The people of Shoal Lake 40 do not have access to clean water. Their island is surrounded by the muddy water that is diverted away from the water that Winnipeg uses. The only way the people of Shoal Lake get clean water is by having community members truck in bottled water from Kenora. This is not only expensive but it is harming the micro and macro-environment. Due to the isolation of Shoal Lake 40 they cannot remove anything from the island, this means that garbage piles up contaminating the land and water. The obvious solution here is to make a water treatment plant that serves Shoal Lake and if this was not an Indigenous community this would have been done decades ago. However, the community of Shoal Lake 40 has been told repeatedly that their population is too small to justify the cost of a water treatment plant. Too small to justify access to clean water, too small to justify access to a healthy life, too small justify life.

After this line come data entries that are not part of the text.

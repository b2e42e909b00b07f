//! Transferable buffers and the movable task input wrapper.

use std::sync::Arc;

use parking_lot::Mutex;
use serde_json::Value;

/// Owned buffer that can be moved across the worker boundary without a copy.
///
/// Clones share the same underlying slot. Posting the handle in a transfer
/// list detaches it: afterwards every clone on the sending side observes an
/// empty, detached buffer.
#[derive(Debug, Clone)]
pub struct TransferHandle {
    slot: Arc<Mutex<Option<Vec<u8>>>>,
}

impl TransferHandle {
    /// Wrap a buffer.
    #[must_use]
    pub fn new(buffer: Vec<u8>) -> Self {
        Self {
            slot: Arc::new(Mutex::new(Some(buffer))),
        }
    }

    /// Whether the buffer was already moved out.
    #[must_use]
    pub fn is_detached(&self) -> bool {
        self.slot.lock().is_none()
    }

    /// Length of the buffer, or 0 once detached.
    #[must_use]
    pub fn byte_len(&self) -> usize {
        self.slot.lock().as_ref().map_or(0, Vec::len)
    }

    /// Move the buffer out, leaving the handle detached.
    pub fn detach(&self) -> Option<Vec<u8>> {
        self.slot.lock().take()
    }

    /// Whether two handles refer to the same buffer.
    #[must_use]
    pub fn same_buffer(&self, other: &Self) -> bool {
        Arc::ptr_eq(&self.slot, &other.slot)
    }
}

/// Handles whose ownership moves with a request.
pub type TransferList = Vec<TransferHandle>;

/// Task input as supplied by the submitter.
#[derive(Debug, Clone)]
pub enum TaskInput {
    /// Plain value, copied across the boundary.
    Value(Value),
    /// Value whose backing buffers move with it.
    Movable {
        /// The value seen by the worker.
        value: Value,
        /// Buffers appended to the task's transfer list.
        transfer: TransferList,
    },
}

impl TaskInput {
    /// Mark `value` as movable together with its backing buffers.
    #[must_use]
    pub const fn movable(value: Value, transfer: TransferList) -> Self {
        Self::Movable { value, transfer }
    }

    /// Whether the input carries transferable buffers.
    #[must_use]
    pub const fn is_movable(&self) -> bool {
        matches!(self, Self::Movable { .. })
    }

    /// Split into the value and the buffers to transfer.
    #[must_use]
    pub fn into_parts(self) -> (Value, TransferList) {
        match self {
            Self::Value(value) => (value, Vec::new()),
            Self::Movable { value, transfer } => (value, transfer),
        }
    }
}

impl From<Value> for TaskInput {
    fn from(value: Value) -> Self {
        Self::Value(value)
    }
}
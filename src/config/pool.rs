//! Pool configuration.

use std::env;
use std::time::Duration;

use serde::{Deserialize, Serialize};

use crate::core::PoolError;

/// Queue backend selection.
#[derive(Debug, Clone, Copy, PartialEq, Eq, Default, Serialize, Deserialize)]
#[serde(rename_all = "snake_case")]
pub enum QueueKind {
    /// Strict FIFO.
    #[default]
    Fifo,
    /// Priority first, FIFO within a priority.
    Priority,
}

/// Queue size limit.
#[derive(Debug, Clone, Copy, PartialEq, Eq, Default, Serialize, Deserialize)]
#[serde(rename_all = "snake_case")]
pub enum MaxQueue {
    /// No limit.
    #[default]
    Unbounded,
    /// At most this many queued tasks. `0` disables queueing.
    Limit(usize),
    /// `max_threads` squared.
    Auto,
}

/// Options of a [`NovaPool`](crate::core::NovaPool).
#[derive(Debug, Clone, PartialEq, Eq, Serialize, Deserialize)]
#[serde(default)]
pub struct PoolConfig {
    /// Default worker entry for tasks that do not name one.
    pub filename: Option<String>,
    /// Lower bound on workers kept by the pool manager.
    pub min_threads: usize,
    /// Upper bound on workers kept by the pool manager.
    pub max_threads: usize,
    /// Idle time after which a worker without work is torn down, in ms.
    /// `0` disables idle teardown.
    pub idle_timeout_ms: u64,
    /// Queue size limit.
    pub max_queue: MaxQueue,
    /// Usage ceiling: concurrent tasks one worker accepts.
    pub concurrent_tasks_per_worker: usize,
    /// Teardown timeout in ms; `None` waits indefinitely.
    pub terminate_timeout_ms: Option<u64>,
    /// Queue backend.
    pub queue: QueueKind,
}

impl Default for PoolConfig {
    fn default() -> Self {
        let cpus = num_cpus::get().max(1);
        Self {
            filename: None,
            min_threads: (cpus / 2).max(1),
            max_threads: cpus,
            idle_timeout_ms: 0,
            max_queue: MaxQueue::Unbounded,
            concurrent_tasks_per_worker: 1,
            terminate_timeout_ms: None,
            queue: QueueKind::Fifo,
        }
    }
}

impl PoolConfig {
    /// Default configuration.
    #[must_use]
    pub fn new() -> Self {
        Self::default()
    }

    /// Set the default worker entry.
    #[must_use]
    pub fn with_filename(mut self, filename: impl Into<String>) -> Self {
        self.filename = Some(filename.into());
        self
    }

    /// Set the thread bounds.
    #[must_use]
    pub const fn with_threads(mut self, min_threads: usize, max_threads: usize) -> Self {
        self.min_threads = min_threads;
        self.max_threads = max_threads;
        self
    }

    /// Set the idle timeout.
    #[must_use]
    pub const fn with_idle_timeout_ms(mut self, idle_timeout_ms: u64) -> Self {
        self.idle_timeout_ms = idle_timeout_ms;
        self
    }

    /// Set the queue limit.
    #[must_use]
    pub const fn with_max_queue(mut self, max_queue: MaxQueue) -> Self {
        self.max_queue = max_queue;
        self
    }

    /// Set the usage ceiling.
    #[must_use]
    pub const fn with_concurrent_tasks_per_worker(mut self, ceiling: usize) -> Self {
        self.concurrent_tasks_per_worker = ceiling;
        self
    }

    /// Set the teardown timeout.
    #[must_use]
    pub const fn with_terminate_timeout_ms(mut self, timeout_ms: u64) -> Self {
        self.terminate_timeout_ms = Some(timeout_ms);
        self
    }

    /// Select the queue backend.
    #[must_use]
    pub const fn with_queue(mut self, queue: QueueKind) -> Self {
        self.queue = queue;
        self
    }

    /// Validate configuration values.
    ///
    /// # Errors
    ///
    /// Returns [`PoolError::InvalidConfig`] describing the first bad value.
    pub fn validate(&self) -> Result<(), PoolError> {
        if self.max_threads == 0 {
            return Err(PoolError::InvalidConfig("max_threads must be greater than 0".into()));
        }
        if self.min_threads > self.max_threads {
            return Err(PoolError::InvalidConfig(format!(
                "min_threads ({}) must not exceed max_threads ({})",
                self.min_threads, self.max_threads
            )));
        }
        if self.concurrent_tasks_per_worker == 0 {
            return Err(PoolError::InvalidConfig(
                "concurrent_tasks_per_worker must be greater than 0".into(),
            ));
        }
        if self.filename.as_deref().is_some_and(str::is_empty) {
            return Err(PoolError::FileNameNotProvided);
        }
        Ok(())
    }

    /// Resolved queue limit; `None` means unbounded.
    #[must_use]
    pub const fn queue_limit(&self) -> Option<usize> {
        match self.max_queue {
            MaxQueue::Unbounded => None,
            MaxQueue::Limit(limit) => Some(limit),
            MaxQueue::Auto => Some(self.max_threads.saturating_mul(self.max_threads)),
        }
    }

    /// Idle timeout, `None` when disabled.
    #[must_use]
    pub const fn idle_timeout(&self) -> Option<Duration> {
        match self.idle_timeout_ms {
            0 => None,
            ms => Some(Duration::from_millis(ms)),
        }
    }

    /// Teardown timeout, `None` to wait indefinitely.
    #[must_use]
    pub fn terminate_timeout(&self) -> Option<Duration> {
        self.terminate_timeout_ms.map(Duration::from_millis)
    }

    /// Parse configuration from a JSON string and validate.
    ///
    /// # Errors
    ///
    /// Returns [`PoolError::InvalidConfig`] on parse failure or any
    /// validation error.
    pub fn from_json_str(input: &str) -> Result<Self, PoolError> {
        let cfg: Self = serde_json::from_str(input)
            .map_err(|e| PoolError::InvalidConfig(format!("parse error: {e}")))?;
        cfg.validate()?;
        Ok(cfg)
    }

    /// Defaults overridden by `NOVA_POOL_*` variables, after loading a
    /// `.env` file if one exists.
    ///
    /// Recognized: `NOVA_POOL_FILENAME`, `NOVA_POOL_MIN_THREADS`,
    /// `NOVA_POOL_MAX_THREADS`, `NOVA_POOL_IDLE_TIMEOUT_MS`,
    /// `NOVA_POOL_MAX_QUEUE` (`auto` or a number),
    /// `NOVA_POOL_CONCURRENT_TASKS_PER_WORKER`,
    /// `NOVA_POOL_TERMINATE_TIMEOUT_MS`.
    ///
    /// # Errors
    ///
    /// Returns [`PoolError::InvalidConfig`] if a variable does not parse or
    /// the result fails validation.
    pub fn from_env() -> Result<Self, PoolError> {
        let _ = dotenvy::dotenv();
        let mut cfg = Self::default();
        if let Ok(filename) = env::var("NOVA_POOL_FILENAME") {
            cfg.filename = Some(filename);
        }
        if let Some(v) = parse_env("NOVA_POOL_MIN_THREADS")? {
            cfg.min_threads = v;
        }
        if let Some(v) = parse_env("NOVA_POOL_MAX_THREADS")? {
            cfg.max_threads = v;
        }
        if let Some(v) = parse_env("NOVA_POOL_IDLE_TIMEOUT_MS")? {
            cfg.idle_timeout_ms = v;
        }
        if let Ok(raw) = env::var("NOVA_POOL_MAX_QUEUE") {
            cfg.max_queue = if raw.eq_ignore_ascii_case("auto") {
                MaxQueue::Auto
            } else {
                MaxQueue::Limit(parse_value("NOVA_POOL_MAX_QUEUE", &raw)?)
            };
        }
        if let Some(v) = parse_env("NOVA_POOL_CONCURRENT_TASKS_PER_WORKER")? {
            cfg.concurrent_tasks_per_worker = v;
        }
        if let Some(v) = parse_env("NOVA_POOL_TERMINATE_TIMEOUT_MS")? {
            cfg.terminate_timeout_ms = Some(v);
        }
        cfg.validate()?;
        Ok(cfg)
    }
}

fn parse_env<T: std::str::FromStr>(key: &str) -> Result<Option<T>, PoolError> {
    env::var(key)
        .ok()
        .map(|raw| parse_value(key, &raw))
        .transpose()
}

fn parse_value<T: std::str::FromStr>(key: &str, raw: &str) -> Result<T, PoolError> {
    raw.trim()
        .parse()
        .map_err(|_| PoolError::InvalidConfig(format!("{key}: cannot parse `{raw}`")))
}
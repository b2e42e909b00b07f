//! Tests for worker handle dispatch, completion and teardown

use std::sync::Arc;
use std::time::Duration;

use async_trait::async_trait;
use nova_pool::core::{AsyncResource, PoolError, TaskOutcome, TaskRecord, WorkerHandle, INFINITE_USAGE};
use nova_pool::runtime::{message_channel, ResponseMessage, Worker, WorkerInit, WorkerPort};
use parking_lot::Mutex;
use serde_json::json;

struct QuietWorker;

#[async_trait]
impl Worker for QuietWorker {
    fn runtime(&self) -> &str {
        "quiet"
    }

    fn thread_id(&self) -> u64 {
        7
    }

    fn initialize(&self, _init: WorkerInit) -> Result<(), PoolError> {
        Ok(())
    }

    async fn terminate(&self) {
        tokio::time::sleep(Duration::from_millis(1)).await;
    }
}

type Outcomes = Arc<Mutex<Vec<TaskOutcome>>>;

fn setup() -> (WorkerHandle, WorkerPort) {
    let (port, worker_port) = message_channel();
    let handle = WorkerHandle::new(
        Arc::new(QuietWorker),
        port,
        1,
        Box::new(|| {}),
        Arc::new(|_: &ResponseMessage| {}),
    );
    handle.mark_ready();
    (handle, worker_port)
}

fn record(task_id: u64, outcomes: &Outcomes) -> TaskRecord {
    let sink = Arc::clone(outcomes);
    TaskRecord::new(
        task_id,
        json!({"x": 1}),
        Vec::new(),
        "worker.js",
        "default",
        Box::new(move |outcome| sink.lock().push(outcome)),
    )
}

#[test]
fn test_example_round_trip() {
    let (handle, worker_port) = setup();
    let outcomes = Outcomes::default();
    handle.dispatch(record(42, &outcomes));

    let request = worker_port.recv().unwrap();
    assert_eq!(request.message.filename, "worker.js");
    assert_eq!(request.message.task, json!({"x": 1}));

    let wire = r#"{"taskId":42,"result":{"y":2},"error":null,"usedMemory":1024}"#;
    let response: ResponseMessage = serde_json::from_str(wire).unwrap();
    worker_port.post_response(response).unwrap();

    assert_eq!(handle.drain_pending_responses(), 1);
    assert_eq!(*outcomes.lock(), vec![Ok(json!({"y": 2}))]);
    assert_eq!(handle.used_memory(), 1024);
}

#[test]
fn test_unknown_response_is_ignored() {
    let (handle, worker_port) = setup();
    worker_port
        .post_response(ResponseMessage::ok(99, json!(null), 0))
        .unwrap();
    assert_eq!(handle.drain_pending_responses(), 1);
    assert_eq!(handle.in_flight_count(), 0);
}

#[test]
fn test_dispatch_records_worker_and_start() {
    let (handle, worker_port) = setup();
    let outcomes = Outcomes::default();
    handle.dispatch(record(1, &outcomes));
    assert!(handle.is_tracking(1));
    assert_eq!(worker_port.counters().load(nova_pool::runtime::REQUEST_COUNT_FIELD), 1);
}

#[test]
fn test_recycle_flag_blocks_new_work() {
    let (handle, _worker_port) = setup();
    assert!(!handle.should_recycle());
    assert_eq!(handle.current_usage(), 0);

    handle.set_should_recycle(true);
    assert!(handle.should_recycle());
    assert_eq!(handle.current_usage(), INFINITE_USAGE);

    handle.set_should_recycle(false);
    assert_eq!(handle.current_usage(), 0);
}

#[tokio::test]
async fn test_teardown_with_two_in_flight() {
    let (handle, _worker_port) = setup();
    let outcomes = Outcomes::default();
    handle.dispatch(record(1, &outcomes));
    handle.dispatch(record(2, &outcomes));

    handle.teardown(Some(Duration::from_secs(1))).await.unwrap();
    assert_eq!(
        *outcomes.lock(),
        vec![Err(PoolError::ThreadTermination), Err(PoolError::ThreadTermination)]
    );
    assert_eq!(handle.in_flight_count(), 0);

    handle.teardown(Some(Duration::from_secs(1))).await.unwrap();
    assert_eq!(outcomes.lock().len(), 2);
    assert!(handle.is_terminated());
}
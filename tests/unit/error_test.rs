//! Tests for error types

use nova_pool::core::PoolError;
use nova_pool::runtime::RemoteError;

#[test]
fn test_cancel_error() {
    let err = PoolError::Cancelled;
    assert_eq!(format!("{err}"), "The task has been cancelled");
    assert_eq!(err.kind(), "CancelError");
}

#[test]
fn test_abort_error() {
    let err = PoolError::Aborted;
    assert_eq!(format!("{err}"), "The task has been aborted");
    assert_eq!(err.kind(), "AbortError");
}

#[test]
fn test_thread_termination_error() {
    let err = PoolError::ThreadTermination;
    assert_eq!(format!("{err}"), "Terminating worker thread");
    assert_eq!(err.kind(), "ThreadTerminationError");
}

#[test]
fn test_queue_errors() {
    assert_eq!(
        format!("{}", PoolError::NoTaskQueueAvailable),
        "No task queue available and all Workers are busy"
    );
    assert_eq!(format!("{}", PoolError::TaskQueueAtLimit), "Task queue is at limit");
    assert_eq!(PoolError::TaskQueueAtLimit.kind(), "TaskQueueAtLimitError");
}

#[test]
fn test_file_name_not_provided_error() {
    let err = PoolError::FileNameNotProvided;
    assert_eq!(
        format!("{err}"),
        "filename must be provided to run() or in options object"
    );
    assert_eq!(err.kind(), "FileNameNotProvidedError");
}

#[test]
fn test_remote_error_keeps_worker_message() {
    let err = PoolError::Remote(RemoteError::new("RangeError", "out of range"));
    assert!(format!("{err}").contains("RangeError: out of range"));
}

#[test]
fn test_terminate_timeout_error() {
    assert_eq!(format!("{}", PoolError::TerminateTimeout), "Failed to terminate worker");
}
//! # Nova Pool
//!
//! A task-execution pool that spreads units of work over a bounded set of
//! independently running workers, balances load across them, and completes
//! every submitted task exactly once: with a result, an error, a
//! cancellation, or a termination failure.
//!
//! ## Pieces
//!
//! - [`core::TaskRecord`]: one submitted task bound to its completion
//!   callback and optional cancellation signal.
//! - [`core::WorkerHandle`]: coordinator-side view of one worker. Owns the
//!   channel and the in-flight map, drains responses when the shared
//!   response counter moves, and tears the worker down.
//! - [`core::ResourcePool`]: readiness-gated resources with least-usage
//!   selection and availability callbacks.
//! - [`core::TaskQueue`]: holding area for tasks waiting on capacity, with
//!   FIFO ([`infra::ArrayTaskQueue`]) and priority
//!   ([`infra::PriorityTaskQueue`]) backends.
//! - [`core::NovaPool`]: thin front tying the pieces together.
//!
//! ## Example
//!
//! ```rust,ignore
//! use std::sync::Arc;
//! use std::time::Duration;
//!
//! use nova_pool::config::PoolConfig;
//! use nova_pool::core::{NovaPool, RunOptions};
//! use nova_pool::runtime::{HandlerRegistry, TaskContext, ThreadWorker};
//! use serde_json::{json, Value};
//!
//! let registry = HandlerRegistry::new().with_handler(
//!     "math",
//!     "double",
//!     |payload: Value, _ctx: &TaskContext| -> anyhow::Result<Value> {
//!         Ok(json!({ "y": payload["x"].as_i64().unwrap_or(0) * 2 }))
//!     },
//! );
//!
//! let pool = NovaPool::new(PoolConfig::new().with_filename("math"))?;
//! pool.add_worker(Arc::new(ThreadWorker::new(registry)))?;
//!
//! pool.run(
//!     json!({ "x": 1 }),
//!     RunOptions::default().with_name("double"),
//!     |outcome| println!("{outcome:?}"),
//! )?;
//!
//! // Drive the coordinator.
//! pool.pump(Duration::from_millis(50));
//! ```

#![deny(missing_docs)]
#![deny(unsafe_code)]
#![warn(clippy::all)]
#![warn(clippy::pedantic)]
#![warn(clippy::nursery)]

/// Configuration models for the pool front.
pub mod config;
/// Core scheduling abstractions: tasks, worker handles, resource pool.
pub mod core;
/// Infrastructure adapters: task queue backends.
pub mod infra;
/// Worker interface, wire protocol and channels.
pub mod runtime;
/// Shared utilities.
pub mod util;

In 2000 the community of Shoal Lake 40 was put on a boil water advisory which means that their water was contaminated to the point that it would only be safe to consume if it was boiled first, to kill the bacteria that infests it. Why was it allowed to get to that point and how long were these people drinking contaminated water for? I can’t answer these questions but I presume an uncaring government played a role. A government that prides itself on the work we do around the world, keeping peace and aiding those in need when our own people are dying in isolation. Our people are dying because they don’t have access to medical professionals, they are dying because we are stealing their clean drinking water, they are dying because they fall through the ice trying to access the outside world, and they are dying because we are turning a blind eye. How much longer must the people of Shoal Lake 40 wait for access to clean water?
There is one spot of hope in this whole tale and this is the new Liberal Government. In December of 2015 Justin Trudeau came to an agreement with the City of Winnipeg and the Province of Manitoba to build Freedom Road. This is a connecting bridge between Shoal Lake 40 and the rest of the country. No longer will the people of Shoal Lake live in isolation. However, they will continue to live with contaminated water. After almost 100 years of isolation the Indigenous community of Shoal Lake 40 will have unobstructed access to the mainland, but how many more centuries have to pass before they can drink water from their taps as easily as I can, as easily as we all can?